Di governo in governo

Cosa significa? Il commissario europeo si riferisce alle cosiddette “Trips flexibilities”, e cioè alle disposizioni che sono già in vigore nell’accordo sulla proprietà intellettuale della Wto. Gli articoli 30 e 31 disciplinano le cosiddette licenze obbligatorie, e sono l’eredità della lotta di Nelson Mandela per avere accesso ai farmaci per l’Hiv. Un paese la cui condizione sanitaria ed economica lo richieda, può decidere con legge propria di produrre per il proprio mercato interno scavalcando i brevetti e accordando un risarcimento all’azienda titolare. Un paese che non ha neppure la capacità produttiva per fare questo, può avvalersi della clausola sull’importazione parallela, e acquistare a sua volta i vaccini a prezzo di costo da chi può produrli. Vittorio Agnoletto, che insegna globalizzazione e politiche della salute alla statale di Milano e si occupa per l’Italia dell’iniziativa “Right to cure”, dice che «questo tipo di soluzione è estremamente difficile da utilizzare, perché ogni paese ha le sue leggi su come disporre le licenze obbligatorie e una volta messe in atto sarebbe costretto da solo a confrontarsi e a scontrarsi duramente con Big Pharma. Ma soltanto i paesi ricchi, quelli che meno avrebbero bisogno di queste licenze, hanno il peso e la forza per sostenere le sfide, anche legali, che un’ipotesi del genere comporta». Agnoletto bolla la proposta come «un tentativo diversivo». Il dato di fatto è che l’Ue, i cui paesi si sono presentati uniti ai negoziati per i vaccini, propone adesso una soluzione che andrebbe adottata governo per governo. Mentre intanto India, Sudafrica, 118 paesi chiedono da ottobre alla Wto una soluzione globale condivisa. La rappresentante Usa al Commercio Katherine Tai ha steso una sua proposta ma è probabile che gli Usa negozieranno su quella emendata che arriverà a breve da India e Sudafrica. Tai affronta l’ostracismo dei repubblicani in patria ma insiste: «Non si possono rischiare vite per difendere la proprietà intellettuale» e «c’è il rischio di una paralisi» alla Wto.

L’Italia

In tutto questo Roma si prepara a ospitare il Global Health Summit, mentre Emmanuel Macron brucia le tappe e fa i suoi annunci ai partner africani. «Dietro le parole sulla liberazione dei brevetti, mi pare che Macron nasconda al massimo l’intenzione di promuovere licenze volontarie.
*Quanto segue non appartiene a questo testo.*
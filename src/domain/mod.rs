//! Domain layer types and invariants.

pub mod entities;
pub mod error;
pub mod words;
In ogni caso fa solo promesse, da mesi», commenta Nathalie Ernoult dall’ufficio di Parigi di Médecins sans frontières. E Draghi cosa fa? La deputata Angela Ianaro è la prima firmataria di una mozione di maggioranza che chiede al governo di «superare i diritti di proprietà intellettuale per risolvere i problemi di produzione», dice che «il mandato del parlamento al premier è chiaro: hanno votato a favore i Cinque stelle come me, il Pd, Leu, Forza Italia e Lega». Il premier ha assunto una posizione nitida sul tema? «Al question time ha espresso una posizione simile a quella formulata ora da Dombrovskis, ma no, non si è espresso dichiaratamente per la sospensione dei brevetti», dice Ianaro.